If I had to characterize my relationship with alcohol, it would probably be like the one between Smeagol and Gollum. A false beckoning friend, that pretends to be a comforting hand on the back, but is actually twisting your insides and freeing feelings of self-hate. It's like the scenes in the second movie, when he's crouched in the dark rocking back and forth, "smeagoll.... smeagolll." Ok that sounds dramatic even to me HA. "I told you he was tricksy..."
My family never drank much, when we were kids, my parents would split a beer with us on Fridays. Meaning, a can of beer poured and split four ways, anymore than that and they swore they felt too dizzy.

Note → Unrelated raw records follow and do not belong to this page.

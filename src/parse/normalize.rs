use std::{
    fmt::{self, Display},
    str::FromStr,
    sync::OnceLock,
};

use regex::Regex;

use super::Error;

const MONTHS: [&str; 12] = [
    "janvier",
    "février",
    "mars",
    "avril",
    "mai",
    "juin",
    "juillet",
    "août",
    "septembre",
    "octobre",
    "novembre",
    "décembre",
];

/// Turns "mercredi 12 mars 2025" (or "12 mars 2025") into `2025-3-12`.
///
/// The month is not zero padded, the day always is. Returns an empty string
/// when no month name can be found, callers treat that as an unknown date.
pub fn normalize_menu_date(text: &str) -> String {
    for (index, month) in MONTHS.iter().enumerate() {
        let Some(position) = text.find(month) else {
            continue;
        };
        let day = text[..position]
            .split_whitespace()
            .last()
            .unwrap_or_default();
        let year = text[position + month.len()..].trim();
        return format!("{year}-{}-{day:0>2}", index + 1);
    }
    String::new()
}

#[derive(Debug, Clone, PartialEq, Eq, serde::Serialize, serde::Deserialize)]
pub struct OpenHours {
    pub start: String,
    pub end: String,
}

impl OpenHours {
    pub fn new(start: &str, end: &str) -> Self {
        Self {
            start: start.to_string(),
            end: end.to_string(),
        }
    }
}

impl Display for OpenHours {
    fn fmt(&self, f: &mut fmt::Formatter<'_>) -> fmt::Result {
        write!(f, "{} - {}", self.start, self.end)
    }
}

// reads back the persisted `HH:MM - HH:MM` form
impl FromStr for OpenHours {
    type Err = Error;

    fn from_str(s: &str) -> Result<Self, Self::Err> {
        let (start, end) = s
            .split_once(" - ")
            .ok_or_else(|| Error::malformed(&format!("open hours {s:?} are not a range")))?;
        Ok(Self::new(start.trim(), end.trim()))
    }
}

fn time_token() -> &'static Regex {
    static RE: OnceLock<Regex> = OnceLock::new();
    RE.get_or_init(|| {
        Regex::new(r"^([01]?[0-9]|2[0-3])(?:h([0-5][0-9])?)?$").expect("regex should be valid")
    })
}

/// Finds the two times of day in a sentence like
/// "Du lundi au vendredi de 11h30 à 14h." and returns them as `HH:MM`.
pub fn parse_open_hours(text: &str) -> Result<OpenHours, Error> {
    let times: Vec<String> = text
        .split_whitespace()
        .map(|token| {
            token
                .trim_end_matches(['.', ',', ';', ':'])
                .to_lowercase()
        })
        .filter_map(|token| {
            let captures = time_token().captures(&token)?;
            let hour = captures.get(1).map_or("0", |m| m.as_str());
            let minutes = captures.get(2).map_or("00", |m| m.as_str());
            Some(format!("{hour:0>2}:{minutes:0>2}"))
        })
        .collect();

    match times.as_slice() {
        [start, end] => Ok(OpenHours::new(start, end)),
        _ => Err(Error::UnderspecifiedTime {
            found: times.len(),
            input: text.to_string(),
        }),
    }
}

#[cfg(test)]
mod tests {
    use super::*;

    #[test]
    fn test_normalize_menu_date() {
        assert_eq!(normalize_menu_date("3 mars 2025"), "2025-3-03");
        assert_eq!(normalize_menu_date("12 mars 2025"), "2025-3-12");
        assert_eq!(normalize_menu_date("mercredi 12 mars 2025"), "2025-3-12");
        assert_eq!(normalize_menu_date("vendredi 1 août 2025"), "2025-8-01");
        assert_eq!(normalize_menu_date("lundi 22 décembre 2025"), "2025-12-22");
    }

    #[test]
    fn test_normalize_menu_date_unknown_month() {
        assert_eq!(normalize_menu_date(""), "");
        assert_eq!(normalize_menu_date("12 march 2025"), "");
    }

    #[test]
    fn test_normalize_menu_date_does_not_accept_its_own_output() {
        let canonical = normalize_menu_date("jeudi 27 novembre 2025");
        assert_eq!(canonical, "2025-11-27");
        assert_eq!(normalize_menu_date(&canonical), "");
    }

    #[test]
    fn test_parse_open_hours() {
        let hours = parse_open_hours("ouvert de 11h30 à 14h00.").unwrap();
        assert_eq!(hours, OpenHours::new("11:30", "14:00"));
    }

    #[test]
    fn test_parse_open_hours_pads_and_defaults_minutes() {
        let hours = parse_open_hours("Du lundi au vendredi de 7h à 9h30").unwrap();
        assert_eq!(hours, OpenHours::new("07:00", "09:30"));
        let hours = parse_open_hours("De 11H15 à 14h.").unwrap();
        assert_eq!(hours, OpenHours::new("11:15", "14:00"));
        let hours = parse_open_hours("de 18 à 20").unwrap();
        assert_eq!(hours, OpenHours::new("18:00", "20:00"));
    }

    #[test]
    fn test_parse_open_hours_needs_exactly_two_times() {
        let err = parse_open_hours("de 8h à 10h puis de 12h à 14h").unwrap_err();
        assert!(matches!(err, Error::UnderspecifiedTime { found: 4, .. }));
        let err = parse_open_hours("de 8h à 10h puis 12h").unwrap_err();
        assert!(matches!(err, Error::UnderspecifiedTime { found: 3, .. }));
        let err = parse_open_hours("Fermé pendant les vacances").unwrap_err();
        assert!(matches!(err, Error::UnderspecifiedTime { found: 0, .. }));
        assert!(!err.is_recoverable());
    }

    #[test]
    fn test_parse_open_hours_ignores_out_of_range_numbers() {
        let hours = parse_open_hours("Depuis 2024, ouvert de 11h30 à 13h45.").unwrap();
        assert_eq!(hours, OpenHours::new("11:30", "13:45"));
    }

    #[test]
    fn test_open_hours_round_trip_through_persisted_form() {
        let hours = OpenHours::new("11:30", "14:00");
        assert_eq!(hours.to_string(), "11:30 - 14:00");
        assert_eq!(hours.to_string().parse::<OpenHours>().unwrap(), hours);
        assert!("11:30".parse::<OpenHours>().is_err());
    }
}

So I don't know where the fascination comes from, although my mother told me that when I was little she would push my stroller around the ABC store to look at all the glass bottles, which apparently I loved. (Proof that the south needs more places for amusement.)
Maybe it's the ritual of drinking that is so comforting. It's the sound of whiskey being poured, and the amber color of cognac on ice, and the way red wine feels luxurious and heady on the tongue. It's even true for the rubbing alcohol smell of soju. The look of the green glass bottles, and the sound of clinking soju shotglasses, even how cute the brand names are, like "chu-eum", meaning "first time".
It's been some time since I've felt comfort rather than escape, and I haven't forgotten that the alluring sense of freedom that is waiting on the other side is a false one. That the splendid banquet is a lure, there is only a sleeping creature with eyes in its hands waiting to devour you.